Leadership is About Achieving Results (Which are Beyond the Ordinary!)

Leadership ResultsA few years ago I was lucky enough to be invited to a ‘dialogic’ conference held at a small conference venue in a Château in the south of France, near the beautiful St. Paul de Vence.  This was a select gathering of leaders drawn from business, the arts, religion and academia; fourteen diverse minds drawn from across the world.  Who could possibly turn down such an opportunity, even if it were just for the wine, fabulous surroundings and ‘bonhomie’?

A dialogic conference is, as the name suggests, where people talk, present, ask questions and discuss.  The topic for the conference was the mere small and insignificant question ‘What is Leadership’?  After three days of intense discussion and fascinating rumination the group came to the interesting conclusion that it was impossible to define leadership because the concept meant different things to each individual.

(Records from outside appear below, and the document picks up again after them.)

//! # Process host: the child-process side of a process-backed worker.
//!
//! A process-backed worker launches a host executable and speaks a small
//! line-delimited JSON protocol with it over the standard pipes:
//!
//! ```text
//! parent ──(stdin)──►  child            child ──(stdout)──► parent
//!   Run { seq, handler, args, kwargs }    State(free|pending|closed)
//!   Shutdown                              Done  { seq, value }
//!                                         Fault { seq?, error }
//! ```
//!
//! stdin is the worker's private FIFO queue; stdout is the control pipe that
//! carries status transitions and completion values back to the parent. The
//! parent applies `State` frames to its own [`WorkerState`] cell, which is
//! what makes `status()` accurate across the process boundary (a plain field
//! mutated in the child would only ever be the fork-time snapshot).
//!
//! ## Embedding
//! The host must register the same handler names the parent submits. Either
//! run a dedicated host binary (the crate ships `spindle-host` as a
//! reference), or have your own binary call [`run_if_child`] early in `main`
//! so it can serve as its own host:
//!
//! ```no_run
//! use spindle::HandlerRegistry;
//!
//! fn main() {
//!     let handlers = HandlerRegistry::new(); // register your handlers here
//!     spindle::run_if_child(&handlers);      // exits here in the child
//!     // ... normal program ...
//! }
//! ```

use std::cell::Cell;
use std::io::{self, BufRead, Write};
use std::sync::Mutex;

use serde::{Deserialize, Serialize};
use serde_json::Value;

use crate::backend::{drive, StateSink};
use crate::state::WorkerState;
use crate::tasks::{HandlerRegistry, JsonMap};

/// Environment variable marking a spawned child as a worker host.
///
/// Set by the process backend; checked by [`run_if_child`].
pub const HOST_ENV: &str = "SPINDLE_WORKER_HOST";

/// Frame sent from the parent to the host over stdin.
#[derive(Debug, Serialize, Deserialize)]
pub(crate) enum HostRequest {
    /// Execute one task.
    Run {
        seq: u64,
        handler: String,
        args: Option<Vec<Value>>,
        kwargs: Option<JsonMap>,
    },
    /// Graceful shutdown sentinel.
    Shutdown,
}

/// Frame sent from the host to the parent over stdout.
#[derive(Debug, Serialize, Deserialize)]
pub(crate) enum HostReply {
    /// State transition mirror.
    State(WorkerState),
    /// Task `seq` completed with `value`.
    Done { seq: u64, value: Value },
    /// Task `seq` failed (or a frame could not be decoded, `seq: None`).
    /// The host exits right after sending this.
    Fault { seq: Option<u64>, error: String },
}

/// Control-pipe sink: records the transition locally in frame form.
struct PipeSink<'a, W: Write> {
    out: Mutex<W>,
    faulted: &'a Cell<bool>,
}

impl<'a, W: Write> PipeSink<'a, W> {
    fn new(out: W, faulted: &'a Cell<bool>) -> Self {
        Self {
            out: Mutex::new(out),
            faulted,
        }
    }

    fn reply(&self, reply: &HostReply) {
        let mut out = self.out.lock().unwrap_or_else(|e| e.into_inner());
        // The parent going away mid-write is not recoverable from here.
        if let Ok(line) = serde_json::to_string(reply) {
            let _ = writeln!(out, "{line}");
            let _ = out.flush();
        }
    }
}

impl<W: Write> StateSink for PipeSink<'_, W> {
    fn transition(&self, state: WorkerState) {
        // A fault is not a graceful shutdown; never advertise Closed after
        // one — the parent must see the worker as dead, not closed.
        if state == WorkerState::Closed && self.faulted.get() {
            return;
        }
        self.reply(&HostReply::State(state));
    }
}

/// Runs the worker host loop over the current process's stdin/stdout.
///
/// Blocks until the shutdown sentinel arrives (returns `0`), stdin reaches
/// EOF because the parent went away (returns `0`), or a task fails (returns
/// `1`, after emitting a `Fault` frame — task failure is fatal to the worker
/// by contract).
pub fn run_host(handlers: &HandlerRegistry) -> i32 {
    run_host_io(handlers, io::stdin().lock(), io::stdout())
}

/// Runs the host loop and exits the process if [`HOST_ENV`] is set.
///
/// Call this early in `main` of any binary that should be able to serve as
/// its own worker host (the default when
/// [`WorkerConfig::host_command`](crate::WorkerConfig::host_command) is
/// `None`). A no-op in ordinary runs.
pub fn run_if_child(handlers: &HandlerRegistry) {
    if std::env::var_os(HOST_ENV).is_some() {
        std::process::exit(run_host(handlers));
    }
}

fn run_host_io<R: BufRead, W: Write>(handlers: &HandlerRegistry, input: R, output: W) -> i32 {
    let faulted = Cell::new(false);
    let sink = PipeSink::new(output, &faulted);
    let mut lines = input.lines();

    drive(
        &sink,
        || loop {
            let line = match lines.next() {
                Some(Ok(line)) => line,
                // EOF or a broken pipe: the parent is gone, stop quietly.
                Some(Err(_)) | None => return None,
            };
            if line.trim().is_empty() {
                continue;
            }
            match serde_json::from_str::<HostRequest>(&line) {
                Ok(HostRequest::Run {
                    seq,
                    handler,
                    args,
                    kwargs,
                }) => return Some((seq, handler, args, kwargs)),
                Ok(HostRequest::Shutdown) => return None,
                Err(err) => {
                    sink.reply(&HostReply::Fault {
                        seq: None,
                        error: format!("undecodable frame: {err}"),
                    });
                    faulted.set(true);
                    return None;
                }
            }
        },
        |(seq, handler, args, kwargs): (u64, String, Option<Vec<Value>>, Option<JsonMap>)| {
            match handlers.invoke(&handler, args.as_deref(), kwargs.as_ref()) {
                Ok(value) => {
                    sink.reply(&HostReply::Done { seq, value });
                    Ok(())
                }
                Err(err) => {
                    sink.reply(&HostReply::Fault {
                        seq: Some(seq),
                        error: err.as_message(),
                    });
                    faulted.set(true);
                    Err(err)
                }
            }
        },
    );

    if faulted.get() {
        1
    } else {
        0
    }
}

#[cfg(test)]
mod tests {
    use super::*;
    use serde_json::json;

    fn handlers() -> HandlerRegistry {
        let mut handlers = HandlerRegistry::new();
        handlers
            .register_fn("add", |args, _| {
                Ok(Value::from(
                    args.iter().filter_map(Value::as_i64).sum::<i64>(),
                ))
            })
            .unwrap();
        handlers
            .register_fn("boom", |_, _| {
                Err(crate::TaskError::Failed {
                    error: "boom".into(),
                })
            })
            .unwrap();
        handlers
    }

    fn run(input: &str) -> (i32, Vec<HostReply>) {
        let mut out: Vec<u8> = Vec::new();
        let code = run_host_io(&handlers(), input.as_bytes(), &mut out);
        let replies = String::from_utf8(out)
            .unwrap()
            .lines()
            .map(|l| serde_json::from_str(l).unwrap())
            .collect();
        (code, replies)
    }

    #[test]
    fn test_host_runs_task_and_shuts_down() {
        let req = serde_json::to_string(&HostRequest::Run {
            seq: 1,
            handler: "add".into(),
            args: Some(vec![json!(2), json!(3)]),
            kwargs: None,
        })
        .unwrap();
        let shutdown = serde_json::to_string(&HostRequest::Shutdown).unwrap();

        let (code, replies) = run(&format!("{req}\n{shutdown}\n"));
        assert_eq!(code, 0);

        // Pending → Done(5) → Free → Closed, in order.
        assert!(matches!(replies[0], HostReply::State(WorkerState::Pending)));
        assert!(matches!(&replies[1], HostReply::Done { seq: 1, value } if *value == json!(5)));
        assert!(matches!(replies[2], HostReply::State(WorkerState::Free)));
        assert!(matches!(replies[3], HostReply::State(WorkerState::Closed)));
    }

    #[test]
    fn test_host_eof_is_graceful() {
        let (code, replies) = run("");
        assert_eq!(code, 0);
        assert!(matches!(replies[0], HostReply::State(WorkerState::Closed)));
    }

    #[test]
    fn test_host_task_failure_is_fatal() {
        let req = serde_json::to_string(&HostRequest::Run {
            seq: 7,
            handler: "boom".into(),
            args: None,
            kwargs: None,
        })
        .unwrap();
        let (code, replies) = run(&format!("{req}\n"));
        assert_eq!(code, 1);
        assert!(matches!(replies[0], HostReply::State(WorkerState::Pending)));
        assert!(matches!(&replies[1], HostReply::Fault { seq: Some(7), .. }));
        // No Free, no Closed after a fault.
        assert_eq!(replies.len(), 2);
    }

    #[test]
    fn test_host_rejects_garbage_frame() {
        let (code, replies) = run("not json\n");
        assert_eq!(code, 1);
        assert!(matches!(&replies[0], HostReply::Fault { seq: None, .. }));
        // No Closed after a protocol fault: like a task failure, the worker
        // is dead, not gracefully shut down.
        assert_eq!(replies.len(), 1);
    }
}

To say the least, this was a little disconcerting, since I had promised to return to my organisation with an inspirational insight into leadership and here was I about to proclaim that some of the finest minds in the field had declared that it was an undefinable concept!  Moreover, the discussions had been brilliant; inspirational, thoughtful and intellectually challenging, so the lack of an outcome seemed wasteful in the extreme.  On the return flight I decided there must be some learning to be taken from the event.  From my folder of extensive notes taken from days in cloistered reflection came the following conclusions:

  1. Leadership is about outcomes not behaviours.  Training leaders cannot be achieved by training behaviours or developing qualities; this has been tried and discredited.
  2. Developing leaders, I believe, is about helping them develop a set of skills (intra-personal skills and inter-personal skills), which:
    – Encourage collaboration
    – Encourage the generation and execution of ideas
    – Maximize the potential of people
    – Maximize their own potential (including an understanding of their own limiting beliefs)
  3.  Leadership is a system that enables an organisation to achieve results beyond the ordinary. The leaders are the catalysts that make this happen.
  4. Good managers are not necessarily going to be leaders. Leadership should not be confused with Headship.
  5. Leaders will have an unequivocal source of inspiration that underpins their actions and can be drawn upon by their people.
  6. Most importantly, Leaders have clarity of purpose that drives them to find ways of achieving results that are out of the ordinary.

Of course, that’s not the end of it; there are always new ideas, concepts and approaches which are added ‘into the pot’. I’m tempted to suggest these points are the basis for a much broader discussion.  Anybody fancy three days in the South of France?